Standard of Appellate Review

{¶35} "'When a court's judgment is based on an erroneous interpretation of the law, an abuse-of-discretion standard is not appropriate. See Swartzentruber v. Orrville Grace Brethren Church, 163 Ohio App.3d 96, 2005-Ohio-4264, 836 N.E.2d 619, ¶ 6; Huntsman v. Aultman Hosp., 5th Dist. No. 2006 CA 00331, 2008-Ohio-2554, 2008 WL 2572598, ¶ 50.' Med. Mut. of Ohio v. Schlotterer, 122 Ohio St.3d 181, 2009-Ohio-2496, 909 N.E.2d 1237, ¶ 13." State v. Fugate, 117 Ohio St.3d 261, 2008-Ohio-856, 883 N.E.2d 440, ¶6.

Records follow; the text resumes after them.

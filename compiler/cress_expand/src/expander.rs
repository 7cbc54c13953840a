//! The expansion pass: a single-dispatch tree rewriter.
//!
//! Consumes a parsed root block plus a root environment and an import
//! registry, and produces a new root block in which mixin invocations are
//! inlined, resolved imports are spliced in place, nested property groups
//! are flattened, and variable bindings are resolved against the lexical
//! scope chain.
//!
//! # Working State
//!
//! Four stacks thread through the recursion and must unwind in strict LIFO
//! discipline on every exit path:
//!
//! - the environment frame chain (restored by [`ScopedExpander`] on drop)
//! - the block-target stack: the top is the block newly produced statements
//!   are appended to
//! - the content stack: bodies passed to enclosing mixin invocations,
//!   consulted by `@content`
//! - the property-prefix stack: partial property names accumulated while
//!   flattening nested property groups
//!
//! The target, content, and prefix stacks are only ever pushed through the
//! `with_*` helpers, which pop before propagating any error; the expander
//! cannot leave a stack dirty short of a panic mid-closure, and the
//! environment guard survives even that.

mod scope_guard;

pub(crate) use scope_guard::ScopedExpander;

use cress_ir::{
    ArgRange, BlockId, DefinitionKind, ExprId, ExprKind, Name, ParamRange, Span, StmtId, StmtKind,
    StringInterner, StyleArena,
};
use tracing::trace;

use crate::environment::{Binding, DefRecord, Environment, ScopeKey};
use crate::errors::{EvalError, ExpandError, ExpandResult};
use crate::{Bind, Evaluate, EvaluatedArg, ImportRegistry};

/// Tree rewriter for one compile unit.
///
/// One `Expander` owns one expansion: the working-state stacks are private
/// to it and fully unwound by the time [`expand`](Expander::expand) returns.
/// Independent compiles may run concurrently as long as each owns its own
/// arena, environment, and expander.
pub struct Expander<'a, E, B> {
    arena: &'a mut StyleArena,
    interner: &'a StringInterner,
    registry: &'a ImportRegistry,
    evaluator: &'a mut E,
    binder: &'a mut B,
    env: Environment,
    block_stack: Vec<BlockId>,
    content_stack: Vec<BlockId>,
    property_stack: Vec<Name>,
}
//! Error types for the expansion pass.
//!
//! Expansion has exactly one locally recovered failure mode: a construct it
//! does not handle degrades to an in-tree `Warning` node. Everything else is
//! fatal: the error aborts the in-progress call chain, the partially built
//! tree is discarded, and the message carries the offending node's source
//! path and line so the failure is actionable.

use cress_diagnostic::{Diagnostic, ErrorCode};
use cress_ir::{Name, Span, StringInterner};
use thiserror::Error;

/// Failure reported by the evaluator collaborator.
#[derive(Clone, Eq, PartialEq, Debug, Error)]
#[error("{message}")]
pub struct EvalError {
    pub message: String,
}

impl EvalError {
    /// Create a new evaluator error.
    pub fn new(message: impl Into<String>) -> Self {
        EvalError {
            message: message.into(),
        }
    }
}

/// Failure reported by the argument binder collaborator.
#[derive(Clone, Eq, PartialEq, Debug, Error)]
#[error("{message}")]
pub struct BindError {
    pub message: String,
}

impl BindError {
    /// Create a new binder error.
    pub fn new(message: impl Into<String>) -> Self {
        BindError {
            message: message.into(),
        }
    }
}

/// Fatal expansion error.
///
/// Expansion is a pure function of its inputs, so a fatal error recurs
/// identically on re-run; there is no retry policy.
#[derive(Clone, Eq, PartialEq, Debug, Error)]
pub enum ExpandError {
    /// Invocation names a mixin not visible in the current scope chain.
    #[error("undefined mixin `{name}` at {path}:{line}")]
    UndefinedMixin {
        name: String,
        path: String,
        line: u32,
    },

    /// A resolved `@import` target is missing from the import registry.
    #[error("unknown import target `{file}` at {path}:{line}")]
    UndefinedImport {
        file: String,
        path: String,
        line: u32,
    },

    /// `@content` reached with no enclosing mixin invocation supplying a
    /// content block.
    #[error("@content used outside of a mixin at {path}:{line}")]
    ContentOutsideMixin { path: String, line: u32 },

    /// Argument binding failed; the binder's message is surfaced verbatim.
    #[error("{source} at {path}:{line}")]
    Bind {
        #[source]
        source: BindError,
        path: String,
        line: u32,
    },

    /// Expression evaluation failed.
    #[error("{source} at {path}:{line}")]
    Eval {
        #[source]
        source: EvalError,
        path: String,
        line: u32,
    },
}

impl ExpandError {
    /// The stable diagnostic code for this error kind.
    pub fn code(&self) -> ErrorCode {
        match self {
            ExpandError::UndefinedMixin { .. } => ErrorCode::E0401,
            ExpandError::UndefinedImport { .. } => ErrorCode::E0402,
            ExpandError::ContentOutsideMixin { .. } => ErrorCode::E0403,
            ExpandError::Bind { .. } => ErrorCode::E0404,
            ExpandError::Eval { .. } => ErrorCode::E0405,
        }
    }

    /// The source path and line of the offending node.
    pub fn location(&self) -> (&str, u32) {
        match self {
            ExpandError::UndefinedMixin { path, line, .. }
            | ExpandError::UndefinedImport { path, line, .. }
            | ExpandError::ContentOutsideMixin { path, line }
            | ExpandError::Bind { path, line, .. }
            | ExpandError::Eval { path, line, .. } => (path, *line),
        }
    }

    /// Convert into a diagnostic for uniform rendering with other phases.
    pub fn to_diagnostic(&self, interner: &StringInterner) -> Diagnostic {
        let (path, line) = self.location();
        let span = Span::new(interner.intern(path), line);
        let message = match self {
            ExpandError::UndefinedMixin { name, .. } => {
                format!("undefined mixin `{name}`")
            }
            ExpandError::UndefinedImport { file, .. } => {
                format!("unknown import target `{file}`")
            }
            ExpandError::ContentOutsideMixin { .. } => {
                "@content used outside of a mixin".to_owned()
            }
            ExpandError::Bind { source, .. } => source.message.clone(),
            ExpandError::Eval { source, .. } => source.message.clone(),
        };
        Diagnostic::error(self.code(), message, span)
    }
}

/// Diagnostic for an in-tree `Warning` node.
///
/// Expansion embeds a warning where it meets a construct it does not
/// handle instead of failing the compile; the driver walks the expanded
/// tree and reports each one through this conversion.
pub fn warning_diagnostic(message: Name, span: Span, interner: &StringInterner) -> Diagnostic {
    Diagnostic::warning(ErrorCode::E0406, interner.resolve(message), span)
}

/// Result alias for expansion operations.
pub type ExpandResult<T> = Result<T, ExpandError>;
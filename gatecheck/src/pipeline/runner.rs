//! Sequential fail-fast execution of a pipeline.

use crate::pipeline::Pipeline;
use crate::stages::{ExecutionResult, Stage};
use chrono::Utc;
use serde::{Deserialize, Serialize};
use std::io::Write;
use std::process::{Command, ExitStatus, Stdio};
use std::time::Instant;

/// Exit code reported when a stage's command cannot be launched at all.
///
/// Matches the shell convention for "command not found". Launch failure is
/// deliberately not a distinct error class: at the pipeline level it is just
/// a failed stage.
pub const LAUNCH_FAILURE_CODE: i32 = 127;

/// Terminal verdict for one full run.
#[derive(Debug, Clone, Copy, PartialEq, Eq, Serialize, Deserialize)]
#[serde(tag = "outcome", rename_all = "snake_case")]
pub enum Outcome {
    /// Every stage exited zero.
    Succeeded,
    /// The stage at `index` failed with `exit_code`; later stages never ran.
    FailedAt {
        /// Position of the failing stage (0-indexed).
        index: usize,
        /// Exit code reported by the failing stage.
        exit_code: i32,
    },
}

impl Outcome {
    /// Returns true if every stage succeeded.
    #[must_use]
    pub fn is_success(&self) -> bool {
        matches!(self, Self::Succeeded)
    }

    /// Returns the process exit code to surface for this outcome.
    #[must_use]
    pub fn exit_code(&self) -> i32 {
        match self {
            Self::Succeeded => 0,
            Self::FailedAt { exit_code, .. } => *exit_code,
        }
    }
}

/// Progress of a runner through its pipeline.
///
/// Transitions: `NotStarted → Running(0)`, `Running(i) → Running(i + 1)` on
/// stage success, `Running(last) → Succeeded`, `Running(i) → Failed(i)` on
/// stage failure. `Succeeded` and `Failed` are terminal for the run.
#[derive(Debug, Clone, Copy, PartialEq, Eq)]
pub enum RunState {
    /// No stage has launched yet.
    NotStarted,
    /// The stage at this index is executing.
    Running(usize),
    /// Every stage succeeded.
    Succeeded,
    /// The stage at this index failed.
    Failed(usize),
}

/// Aggregate report for one invocation.
#[derive(Debug, Clone, Serialize, Deserialize)]
pub struct RunReport {
    /// Name of the pipeline that ran.
    pub pipeline: String,
    /// Terminal verdict.
    pub outcome: Outcome,
    /// Per-stage results, in launch order. Stages after a failure are absent.
    pub results: Vec<ExecutionResult>,
    /// Total wall-clock duration in milliseconds.
    pub duration_ms: f64,
}

/// Executes a pipeline of external processes in declaration order.
///
/// Execution is single-threaded and blocking: the runner suspends until each
/// stage's process terminates before evaluating its result, so a later stage
/// never starts until its predecessor has fully settled. There is no timeout
/// or cancellation; a hung stage hangs the invocation.
///
/// Child stdout/stderr are inherited, so each tool's native diagnostics
/// appear unmodified and interleaved in execution order.
pub struct StageRunner {
    echo: bool,
    state: RunState,
    echo_sink: Box<dyn Write + Send>,
}

impl std::fmt::Debug for StageRunner {
    fn fmt(&self, f: &mut std::fmt::Formatter<'_>) -> std::fmt::Result {
        f.debug_struct("StageRunner")
            .field("echo", &self.echo)
            .field("state", &self.state)
            .finish()
    }
}

impl StageRunner {
    /// Creates a runner that echoes each command line to stderr before
    /// launching it.
    #[must_use]
    pub fn new() -> Self {
        Self {
            echo: true,
            state: RunState::NotStarted,
            echo_sink: Box::new(std::io::stderr()),
        }
    }

    /// Suppresses the `+ command` echo lines. Child streams still pass
    /// through.
    #[must_use]
    pub fn quiet(mut self) -> Self {
        self.echo = false;
        self
    }

    /// Redirects the `+ command` echo lines to `sink` instead of stderr.
    #[must_use]
    pub fn with_echo_sink(mut self, sink: impl Write + Send + 'static) -> Self {
        self.echo_sink = Box::new(sink);
        self
    }

    /// Returns the runner's current state.
    #[must_use]
    pub fn state(&self) -> RunState {
        self.state
    }

    /// Runs every stage in order, stopping at the first failure.
    pub fn run(&mut self, pipeline: &Pipeline) -> RunReport {
        let start = Instant::now();
        let mut results = Vec::with_capacity(pipeline.stage_count());

        for (index, stage) in pipeline.stages().iter().enumerate() {
            self.state = RunState::Running(index);
            let result = self.launch(stage, index);

            if result.is_failure() {
                let exit_code = result.exit_code;
                // The failing tool's own diagnostics must stay the last
                // output a user sees, so this event is info-level and
                // opt-in via RUST_LOG.
                tracing::info!(
                    stage = %stage.name,
                    index,
                    exit_code,
                    duration_ms = result.duration_ms(),
                    "stage.failed"
                );
                results.push(result);
                self.state = RunState::Failed(index);

                return RunReport {
                    pipeline: pipeline.name().to_string(),
                    outcome: Outcome::FailedAt { index, exit_code },
                    results,
                    duration_ms: start.elapsed().as_secs_f64() * 1000.0,
                };
            }

            tracing::info!(
                stage = %stage.name,
                index,
                duration_ms = result.duration_ms(),
                "stage.completed"
            );
            results.push(result);
        }

        self.state = RunState::Succeeded;
        RunReport {
            pipeline: pipeline.name().to_string(),
            outcome: Outcome::Succeeded,
            results,
            duration_ms: start.elapsed().as_secs_f64() * 1000.0,
        }
    }

    fn launch(&mut self, stage: &Stage, index: usize) -> ExecutionResult {
        if self.echo {
            // Echo failures never abort the run.
            let _ = writeln!(self.echo_sink, "+ {}", stage.command_line());
        }
        tracing::info!(stage = %stage.name, index, "stage.started");

        let started_at = Utc::now();
        let status = Command::new(&stage.program)
            .args(&stage.args)
            .stdin(Stdio::inherit())
            .stdout(Stdio::inherit())
            .stderr(Stdio::inherit())
            .status();

        match status {
            Ok(status) if status.success() => {
                ExecutionResult::succeeded(&stage.name, index, started_at)
            }
            Ok(status) => {
                ExecutionResult::failed(&stage.name, index, exit_code_of(status), started_at)
            }
            Err(err) => {
                tracing::error!(stage = %stage.name, index, error = %err, "stage.launch_failed");
                ExecutionResult::failed(&stage.name, index, LAUNCH_FAILURE_CODE, started_at)
            }
        }
    }
}

impl Default for StageRunner {
    fn default() -> Self {
        Self::new()
    }
}

/// Maps a terminated process status to an exit code.
///
/// A process killed by a signal has no exit code; it is reported as
/// `128 + signal` on Unix (shell convention) and `1` elsewhere.
fn exit_code_of(status: ExitStatus) -> i32 {
    if let Some(code) = status.code() {
        return code;
    }

    #[cfg(unix)]
    {
        use std::os::unix::process::ExitStatusExt;
        if let Some(signal) = status.signal() {
            return 128 + signal;
        }
    }

    1
}
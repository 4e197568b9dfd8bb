//! Error types for gatecheck.
//!
//! Stage failures are not errors in this taxonomy: a launched gate that
//! exits non-zero (or cannot be launched at all) is an ordinary
//! [`ExecutionResult`](crate::stages::ExecutionResult). The types here cover
//! what can go wrong before a run starts.

use thiserror::Error;

/// The main error type for gatecheck operations.
#[derive(Debug, Error)]
pub enum GateError {
    /// A pipeline validation error occurred.
    #[error("{0}")]
    Validation(#[from] PipelineValidationError),
}

/// Error raised when a pipeline definition is rejected.
#[derive(Debug, Clone, Error)]
#[error("{message}")]
pub struct PipelineValidationError {
    /// The error message.
    pub message: String,
    /// The stages involved in the error.
    pub stages: Vec<String>,
}

impl PipelineValidationError {
    /// Creates a new validation error.
    #[must_use]
    pub fn new(message: impl Into<String>) -> Self {
        Self {
            message: message.into(),
            stages: Vec::new(),
        }
    }

    /// Sets the stages involved.
    #[must_use]
    pub fn with_stages(mut self, stages: Vec<String>) -> Self {
        self.stages = stages;
        self
    }
}

#[cfg(test)]
mod tests {
    use super::*;

    #[test]
    fn test_validation_error_display() {
        let err = PipelineValidationError::new("Pipeline must contain at least one stage");
        assert_eq!(err.to_string(), "Pipeline must contain at least one stage");
        assert!(err.stages.is_empty());
    }

    #[test]
    fn test_validation_error_with_stages() {
        let err = PipelineValidationError::new("Stage name cannot be blank")
            .with_stages(vec!["tests".to_string()]);
        assert_eq!(err.stages, vec!["tests".to_string()]);
    }

    #[test]
    fn test_gate_error_from_validation() {
        let err: GateError = PipelineValidationError::new("bad pipeline").into();
        assert_eq!(err.to_string(), "bad pipeline");
    }
}
//! Gatecheck binary: run the local quality gates and propagate the verdict.

use anyhow::Context;
use clap::Parser;
use gatecheck::gates::default_pipeline;
use gatecheck::pipeline::StageRunner;
use std::process::ExitCode;
use tracing_subscriber::EnvFilter;

/// Run the local quality gates: tests with coverage and doctests, then mypy.
///
/// Stages run strictly in order and the first failure aborts the run; the
/// failing tool's exit code becomes this process's exit code.
#[derive(Parser, Debug)]
#[command(name = "gatecheck", version, about, long_about = None)]
struct Cli {
    /// Package path the gates target.
    #[arg(default_value = ".")]
    package: String,

    /// Suppress the `+ command` echo lines.
    #[arg(short, long)]
    quiet: bool,

    /// Print a JSON run report to stdout after the run.
    #[arg(long)]
    report_json: bool,
}

fn main() -> ExitCode {
    let filter = EnvFilter::try_from_default_env().unwrap_or_else(|_| "gatecheck=warn".into());
    tracing_subscriber::fmt()
        .with_env_filter(filter)
        .with_writer(std::io::stderr)
        .init();

    match run(&Cli::parse()) {
        Ok(code) => code,
        Err(err) => {
            eprintln!("gatecheck: {err:#}");
            ExitCode::FAILURE
        }
    }
}

fn run(cli: &Cli) -> anyhow::Result<ExitCode> {
    let pipeline = default_pipeline(&cli.package).context("invalid gate pipeline")?;

    let mut runner = StageRunner::new();
    if cli.quiet {
        runner = runner.quiet();
    }
    let report = runner.run(&pipeline);

    if cli.report_json {
        let rendered =
            serde_json::to_string_pretty(&report).context("failed to render run report")?;
        println!("{rendered}");
    }

    Ok(ExitCode::from(clamp_exit_code(report.outcome.exit_code())))
}

/// Clamps a stage exit code into the range the OS can report, never
/// collapsing a failure to 0.
fn clamp_exit_code(code: i32) -> u8 {
    if code == 0 {
        return 0;
    }
    match u8::try_from(code) {
        Ok(c) if c != 0 => c,
        _ => 1,
    }
}

#[cfg(test)]
mod tests {
    use super::*;

    #[test]
    fn test_cli_defaults() {
        let cli = Cli::parse_from(["gatecheck"]);
        assert_eq!(cli.package, ".");
        assert!(!cli.quiet);
        assert!(!cli.report_json);
    }

    #[test]
    fn test_cli_flags() {
        let cli = Cli::parse_from(["gatecheck", "mypackage", "--quiet", "--report-json"]);
        assert_eq!(cli.package, "mypackage");
        assert!(cli.quiet);
        assert!(cli.report_json);
    }

    #[test]
    fn test_exit_code_clamping() {
        assert_eq!(clamp_exit_code(0), 0);
        assert_eq!(clamp_exit_code(2), 2);
        assert_eq!(clamp_exit_code(137), 137);
        assert_eq!(clamp_exit_code(300), 1);
        assert_eq!(clamp_exit_code(-1), 1);
    }
}
//! Pipeline definition and execution.
//!
//! This module provides:
//! - The validated, ordered [`Pipeline`] of stages
//! - The sequential fail-fast [`StageRunner`]

mod runner;

pub use runner::{Outcome, RunReport, RunState, StageRunner, LAUNCH_FAILURE_CODE};

use crate::errors::PipelineValidationError;
use crate::stages::Stage;
use serde::{Deserialize, Serialize};

/// The fixed, ordered list of stages executed by one invocation.
///
/// Order is significant: stages run strictly in declaration order, and
/// reordering changes which feedback a user sees first.
#[derive(Debug, Clone, PartialEq, Eq, Serialize, Deserialize)]
pub struct Pipeline {
    name: String,
    stages: Vec<Stage>,
}

impl Pipeline {
    /// Creates a validated pipeline.
    ///
    /// # Errors
    ///
    /// Returns an error if the pipeline name is blank, the stage list is
    /// empty, or any stage has a blank name or program.
    pub fn new(
        name: impl Into<String>,
        stages: Vec<Stage>,
    ) -> Result<Self, PipelineValidationError> {
        let name = name.into();
        if name.trim().is_empty() {
            return Err(PipelineValidationError::new(
                "Pipeline name cannot be empty or whitespace-only",
            ));
        }
        if stages.is_empty() {
            return Err(PipelineValidationError::new(
                "Pipeline must contain at least one stage",
            ));
        }
        for stage in &stages {
            if stage.name.trim().is_empty() {
                return Err(PipelineValidationError::new("Stage name cannot be blank"));
            }
            if stage.program.trim().is_empty() {
                return Err(
                    PipelineValidationError::new("Stage program cannot be blank")
                        .with_stages(vec![stage.name.clone()]),
                );
            }
        }
        Ok(Self { name, stages })
    }

    /// Returns the pipeline name.
    #[must_use]
    pub fn name(&self) -> &str {
        &self.name
    }

    /// Returns the stages in execution order.
    #[must_use]
    pub fn stages(&self) -> &[Stage] {
        &self.stages
    }

    /// Returns the number of stages.
    #[must_use]
    pub fn stage_count(&self) -> usize {
        self.stages.len()
    }
}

{¶36} Because the assignment of error involves the interpretation of a statute, which is a question of law, we review the trial court's decision de novo. Med. Mut. of Ohio v. Schlotterer, 122 Ohio St.3d 181, 2009-Ohio-2496, 909 N.E.2d 1237, ¶ 13; Accord, State v. Pariag, 137 Ohio St.3d 81, 2013-Ohio-4010, 998 N.E.2d 401, ¶ 9; Hurt v. Liberty Township, Delaware County, OH, 5th Dist. Delaware No. 17 CAI 05 0031, 2017-Ohio-7820, ¶ 31.

Issue for Appellate Review: Whether Hammond was entitled to jail time credit

{¶37} With respect to jail-time credit, the Ohio Supreme Court has instructed the courts that,

The practice of awarding jail-time credit, although now covered by state statute, has its roots in the Equal Protection Clauses of the Ohio and United States Constitutions.
* * *
"The Equal Protection Clause requires that all time spent in any jail prior to trial and commitment by [a prisoner who is] unable to make bail because of indigency must be credited to his sentence." (Emphasis sic.) Workman v. Cardwell (N.D. Ohio 1972), 338 F.Supp. 893, 901, vacated in part on other grounds (C.A.6, 1972), 471 F.2d 909. See also White v. Gilligan (S.D. Ohio 1972), 351 F.Supp. 1012.
This principle is codified in Ohio at R.C. 2967.191, which states that "[t]he department of rehabilitation and correction shall reduce the stated
prison term of a prisoner * * * by the total number of days that the prisoner was confined for any reason arising out of the offense for which the prisoner was convicted and sentenced, including confinement in lieu of bail while awaiting trial * * *."
State v. Fugate, 117 Ohio St.3d 261, 2008-Ohio-856, 883 N.E.2d 440, ¶ 7-9.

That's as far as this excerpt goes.